The Reserve Bank of India may have to inject additional liquidity in February and March to cool rising short-term borrowing costs and stabilise yields on one- to five-year government bonds, market participants
told The Economic Times.
Despite a Rs 3 lakh crore liquidity infusion in December and January so far, tight system liquidity has kept pressure on money market rates, especially certificates of deposit (CDs) and commercial paper (CP).
Short-Term Rates Spike Amid Tight Liquidity
According to RBI data, CP rates jumped sharply to 13.53 per cent by end-December from 9.71 per cent in November — a rise of over 380 basis points. CD rates also moved up to 6.87 per cent from 6.46 per cent during the same period. One-year CDs were trading around 6.95 per cent on Friday.
Market participants said liquidity has remained under strain since mid-December due to subdued government spending, sustained forex market intervention by the central bank, and a pickup in credit demand.
Why Liquidity Remains Under Pressure
Traders and bankers pointed out that while the RBI has already infused liquidity, the measures have not been enough to offset the combined impact of lower government cash outflows and higher demand for funds from banks and companies. As a result, short-term instruments such as CPs and CDs continue to price in tight liquidity conditions.
RBI Steps In With Liquidity Measures
To manage liquidity and financial conditions, the RBI recently announced a fresh set of operations. These include open market operation (OMO) purchase auctions of government securities worth Rs 2 lakh crore, to be conducted in four tranches of Rs 50,000 crore each between December 29, 2025 and January 22, 2026.

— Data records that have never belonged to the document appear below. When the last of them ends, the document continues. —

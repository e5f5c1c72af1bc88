//! Asynchronous raster sources.

use std::future::Future;

use super::{decode_image, DecodeError, Raster};

/// Something that can produce a decoded raster, possibly asynchronously.
///
/// Each source is loaded independently; the pipeline joins all loads before
/// compositing.
pub trait RasterSource {
    /// Name used to key persisted lines and log messages.
    fn name(&self) -> &str;

    /// Decode the source into a raster.
    fn load(&self) -> impl Future<Output = Result<Raster, DecodeError>>;
}

/// An encoded image file held in memory.
#[derive(Debug, Clone)]
pub struct EncodedSource {
    name: String,
    bytes: Vec<u8>,
}

impl EncodedSource {
    pub fn new(name: impl Into<String>, bytes: Vec<u8>) -> Self {
        Self {
            name: name.into(),
            bytes,
        }
    }
}

impl RasterSource for EncodedSource {
    fn name(&self) -> &str {
        &self.name
    }

    async fn load(&self) -> Result<Raster, DecodeError> {
        decode_image(&self.bytes)
    }
}

/// An already decoded raster.
#[derive(Debug, Clone)]
pub struct DecodedSource {
    name: String,
    raster: Raster,
}

impl DecodedSource {
    pub fn new(name: impl Into<String>, raster: Raster) -> Self {
        Self {
            name: name.into(),
            raster,
        }
    }
}

impl RasterSource for DecodedSource {
    fn name(&self) -> &str {
        &self.name
    }

    async fn load(&self) -> Result<Raster, DecodeError> {
        Ok(self.raster.clone())
    }
}

#[cfg(test)]
mod tests {
    use super::*;
    use futures::executor::block_on;

    #[test]
    fn test_encoded_source_reports_decode_failure() {
        let source = EncodedSource::new("broken.jpg", vec![0xFF, 0xD8, 0x00]);
        assert_eq!(source.name(), "broken.jpg");
        assert!(block_on(source.load()).is_err());
    }

    #[test]
    fn test_decoded_source_returns_copy() {
        let raster = Raster::filled(2, 2, [9, 9, 9, 255]);
        let source = DecodedSource::new("a.png", raster.clone());
        assert_eq!(block_on(source.load()).unwrap(), raster);
    }
}
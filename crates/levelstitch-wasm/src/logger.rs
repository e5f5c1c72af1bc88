//! `log` backend that writes to the browser console.

use log::{Level, LevelFilter, Log, Metadata, Record};
use wasm_bindgen::JsValue;
use web_sys::console;

struct ConsoleLogger;

static LOGGER: ConsoleLogger = ConsoleLogger;

impl Log for ConsoleLogger {
    fn enabled(&self, metadata: &Metadata) -> bool {
        metadata.level() <= log::max_level()
    }

    fn log(&self, record: &Record) {
        if !self.enabled(record.metadata()) {
            return;
        }

        let message = JsValue::from_str(&format!("[{}] {}", record.target(), record.args()));
        match record.level() {
            Level::Error => console::error_1(&message),
            Level::Warn => console::warn_1(&message),
            Level::Info => console::info_1(&message),
            Level::Debug | Level::Trace => console::debug_1(&message),
        }
    }

    fn flush(&self) {}
}

/// Route `log` records to the console. Later calls only change the level.
pub(crate) fn install(level: LevelFilter) {
    // set_logger fails if a logger is already installed, which is fine
    let _ = log::set_logger(&LOGGER);
    log::set_max_level(level);
}

/// Parse a level name such as `"debug"`, case-insensitively.
pub(crate) fn parse_level(name: &str) -> Option<LevelFilter> {
    name.parse().ok()
}
//! Raster transforms: rotation about the center and resampling.
//!
//! # Coordinate System
//!
//! - Rotation angles are in radians, positive = clockwise on screen (y-down)
//! - Pixel `(i, j)` covers `[i, i+1) x [j, j+1)`; sampling happens at centers
//! - Origin is the top-left corner

mod rotation;
mod sample;

pub use rotation::rotate_about_center;
pub use sample::InterpolationFilter;

pub(crate) use sample::{sample, SampleWindow};
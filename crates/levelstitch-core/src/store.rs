//! Persistence of reference lines keyed by file name.
//!
//! Lines live in a flat `file name -> line` map stored as one JSON value in a
//! key-value store. Writes are last-write-wins per file name; there is no
//! versioning.

use std::cell::RefCell;
use std::collections::{BTreeMap, HashMap};

use log::warn;
use thiserror::Error;

use crate::geometry::Line;

/// Storage key under which the line map is kept.
pub const LINES_KEY: &str = "levelstitch_lines";

/// Errors from line persistence.
#[derive(Debug, Error)]
pub enum StoreError {
    /// The line map could not be serialized.
    #[error("Failed to serialize lines: {0}")]
    Serialize(#[from] serde_json::Error),

    /// The backing store rejected the operation.
    #[error("Storage backend error: {0}")]
    Backend(String),
}

/// A string key-value store, such as browser local storage.
pub trait KeyValueStore {
    fn get(&self, key: &str) -> Result<Option<String>, StoreError>;
    fn set(&self, key: &str, value: &str) -> Result<(), StoreError>;
}

/// In-memory store, mainly for tests and native callers.
#[derive(Debug, Default)]
pub struct MemoryStore {
    values: RefCell<HashMap<String, String>>,
}

impl MemoryStore {
    pub fn new() -> Self {
        Self::default()
    }
}

impl KeyValueStore for MemoryStore {
    fn get(&self, key: &str) -> Result<Option<String>, StoreError> {
        Ok(self.values.borrow().get(key).cloned())
    }

    fn set(&self, key: &str, value: &str) -> Result<(), StoreError> {
        self.values
            .borrow_mut()
            .insert(key.to_string(), value.to_string());
        Ok(())
    }
}

/// Saved lines, keyed by file name.
pub type LineMap = BTreeMap<String, Line>;

/// Reads and writes the line map through a [`KeyValueStore`].
#[derive(Debug)]
pub struct LineBook<S> {
    store: S,
}

impl<S: KeyValueStore> LineBook<S> {
    pub fn new(store: S) -> Self {
        Self { store }
    }

    pub fn store(&self) -> &S {
        &self.store
    }

    /// Load every saved line.
    ///
    /// A missing, unreadable or corrupt value yields an empty map.
    pub fn load(&self) -> LineMap {
        let json = match self.store.get(LINES_KEY) {
            Ok(Some(json)) => json,
            Ok(None) => return LineMap::new(),
            Err(e) => {
                warn!("could not read saved lines: {}", e);
                return LineMap::new();
            }
        };

        serde_json::from_str(&json).unwrap_or_else(|e| {
            warn!("discarding corrupt saved lines: {}", e);
            LineMap::new()
        })
    }

    /// The saved line for `file_name`, if any.
    pub fn line_for(&self, file_name: &str) -> Option<Line> {
        self.load().get(file_name).copied()
    }

    /// Save `line` for `file_name`, replacing any previous line.
    pub fn save_line(&self, file_name: &str, line: Line) -> Result<(), StoreError> {
        let mut lines = self.load();
        lines.insert(file_name.to_string(), line);
        self.write(&lines)
    }

    /// Forget the line for `file_name`. Returns whether one was stored.
    pub fn remove_line(&self, file_name: &str) -> Result<bool, StoreError> {
        let mut lines = self.load();
        let removed = lines.remove(file_name).is_some();
        if removed {
            self.write(&lines)?;
        }
        Ok(removed)
    }

    fn write(&self, lines: &LineMap) -> Result<(), StoreError> {
        let json = serde_json::to_string(lines)?;
        self.store.set(LINES_KEY, &json)
    }
}
//! Crate-level error type.

use thiserror::Error;

use crate::config::ConfigError;
use crate::decode::DecodeError;
use crate::encode::EncodeError;
use crate::geometry::GeometryError;
use crate::store::StoreError;

/// Any error raised by the Levelstitch core.
#[derive(Debug, Error)]
pub enum Error {
    #[error(transparent)]
    Geometry(#[from] GeometryError),

    #[error(transparent)]
    Decode(#[from] DecodeError),

    #[error(transparent)]
    Encode(#[from] EncodeError),

    #[error(transparent)]
    Store(#[from] StoreError),

    #[error(transparent)]
    Config(#[from] ConfigError),
}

In addition, the central bank will conduct a USD 10 billion USD/INR buy-sell swap auction with a three-year tenor on January 13, 2026.
More Action Likely
Market participants expect the RBI to remain active in the coming months. According to the ET report, further liquidity support in February and March may be needed to anchor short-term borrowing costs and ensure stability across the yield curve.